Bidisha turned over the pages swiftly. Scared to look at her old sketches. Afraid that their memory might erase the new one from her mind. As one of her hands flipped the pages, the other one's bangles jingled as she sought her pencil.
She threw the notebook on the bed and jumped, pencil in hand. The dark room, the sodden air, the creaking fan, the pitterpatter of rain and the sound of maashi screaming ..all disappeared.
The arms first, lean and muscled. The kind these rickshaw pullers have. Maybe he was one. The right one had a black 'taweez' tied to it. The left one had a mole near the elbow. Not too hairy though, although the armpits were hairy. Yes!
Hands? Rough. Very rough. Smelling of bidi? Or was it hash? No. Bidi. The nails were uncut. Dirt beneath three of them. The right hand was relatively cleaner. She could still feel the grip on both her breasts. And on her thighs.

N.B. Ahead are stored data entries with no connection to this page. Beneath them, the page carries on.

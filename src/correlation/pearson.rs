use crate::scoring::MetricCatalog;
use crate::types::{RawValue, ScoreRecord};
use smallvec::SmallVec;
use statrs::statistics::Statistics;
use std::collections::HashMap;

/// Fewer shared metrics than this and no edge is emitted.
pub const MIN_SHARED_METRICS: usize = 2;

/// Paired goodness vectors. Stack-allocated for catalogs up to 32 metrics.
pub type SharedVector = SmallVec<[f64; 32]>;

/// Pearson product-moment correlation.
///
/// r = Σ((x-x̄)(y-ȳ)) / sqrt(Σ(x-x̄)² · Σ(y-ȳ)²)
///
/// `None` when the vectors differ in length, hold fewer than two points, or
/// either has zero variance.
pub fn pearson(x: &[f64], y: &[f64]) -> Option<f64> {
    let (num, den) = moments(x, y)?;
    if den == 0.0 {
        return None;
    }
    let r = num / den;
    r.is_finite().then_some(r)
}

/// Pairwise coefficient as stored on correlation edges.
///
/// Same as [`pearson`], except zero variance is defined rather than absent:
/// 1.0 if the two vectors are identical, 0.0 otherwise.
pub fn pair_coefficient(x: &[f64], y: &[f64]) -> Option<f64> {
    let (num, den) = moments(x, y)?;
    if den == 0.0 {
        return Some(if x == y { 1.0 } else { 0.0 });
    }
    let r = num / den;
    if !r.is_finite() {
        return None;
    }
    // rounding can push |r| a hair past 1
    Some(r.clamp(-1.0, 1.0))
}

/// Co-moment and denominator over peak-scaled copies of `x` and `y`.
/// r is invariant to a positive scale per vector, and scaling keeps every
/// intermediate sum finite for inputs near the f64 range limits.
fn moments(x: &[f64], y: &[f64]) -> Option<(f64, f64)> {
    if x.len() != y.len() || x.len() < MIN_SHARED_METRICS {
        return None;
    }
    let x = peak_scaled(x);
    let y = peak_scaled(y);
    let mean_x = Statistics::mean(x.iter());
    let mean_y = Statistics::mean(y.iter());

    let mut num = 0.0;
    let mut ss_x = 0.0;
    let mut ss_y = 0.0;
    for (&a, &b) in x.iter().zip(y.iter()) {
        let dx = a - mean_x;
        let dy = b - mean_y;
        num += dx * dy;
        ss_x += dx * dx;
        ss_y += dy * dy;
    }
    Some((num, (ss_x * ss_y).sqrt()))
}

/// Divide by the largest magnitude, so values land in [-1, 1].
fn peak_scaled(v: &[f64]) -> SharedVector {
    let peak = v.iter().fold(0.0_f64, |m, x| m.max(x.abs()));
    if peak == 0.0 || !peak.is_finite() {
        return v.iter().copied().collect();
    }
    v.iter().map(|x| x / peak).collect()
}

/// Goodness vectors over the metrics both records carry with a usable value,
/// in catalog order. Keys outside the catalog are not compared.
pub fn shared_vectors(
    catalog: &MetricCatalog,
    a: &HashMap<String, RawValue>,
    b: &HashMap<String, RawValue>,
) -> (SharedVector, SharedVector) {
    let mut xs = SharedVector::new();
    let mut ys = SharedVector::new();
    for def in catalog.iter() {
        let (Some(ra), Some(rb)) = (a.get(&def.key), b.get(&def.key)) else {
            continue;
        };
        let (Some(va), Some(vb)) = (ra.coerce(), rb.coerce()) else {
            continue;
        };
        xs.push(def.goodness(va));
        ys.push(def.goodness(vb));
    }
    (xs, ys)
}

/// Coefficient and sample size for two records, `None` on insufficient overlap.
pub fn correlate_records(
    catalog: &MetricCatalog,
    a: &ScoreRecord,
    b: &ScoreRecord,
) -> Option<(f64, usize)> {
    let (xs, ys) = shared_vectors(catalog, &a.metrics, &b.metrics);
    pair_coefficient(&xs, &ys).map(|r| (r, xs.len()))
}
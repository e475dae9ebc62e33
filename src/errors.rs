/// Domain-specific error types for the scoring core.
/// Only loading and construction boundaries fail. The batch itself must:
/// - Degrade on sparse or malformed metric values (omit, never abort)
/// - Fail fast on an unusable catalog or configuration
#[derive(Debug, thiserror::Error)]
pub enum ScoringError {
    #[error("config error: {0}")]
    Config(String),

    #[error("io error: {0}")]
    Io(String),

    #[error("parse error: {0}")]
    Parse(String),

    #[error("duplicate metric definition: {0}")]
    DuplicateMetric(String),

    #[error("invalid weight for metric {key}: {weight}")]
    InvalidWeight { key: String, weight: f64 },

    #[error("empty population: {0}")]
    EmptyPopulation(String),

    #[error("batch task failed: {0}")]
    Task(String),
}

impl From<std::io::Error> for ScoringError {
    fn from(e: std::io::Error) -> Self {
        ScoringError::Io(e.to_string())
    }
}

impl From<serde_json::Error> for ScoringError {
    fn from(e: serde_json::Error) -> Self {
        ScoringError::Parse(e.to_string())
    }
}

pub type ScoringResult<T> = Result<T, ScoringError>;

The legs? Both muscular and hairy. He hadn't given her time to observe those. If only she had been on her knees, she could have observed better. All the legs impressions were from the five minutes he spent panting on top of her, once he was done.
The stomach? Flat, almost concave, a trail of hair in the middle. The nipples were tiny, the hair on the chest were sparse and very rough. Flat and bony. Not like those pot-bellied alcohol addicts.
And the face? The face! She screwed her eyes tight.
Thin lips, thick greying moustache, two of the side teeth were broken and all of them were stained yellow. The nose was prominent, hawk like and sprouting hair. Hollow cheeks, bearded and pock marked. The hair were gone from the centre. Flat on his head, probably due to the rain. And smelled of fumes.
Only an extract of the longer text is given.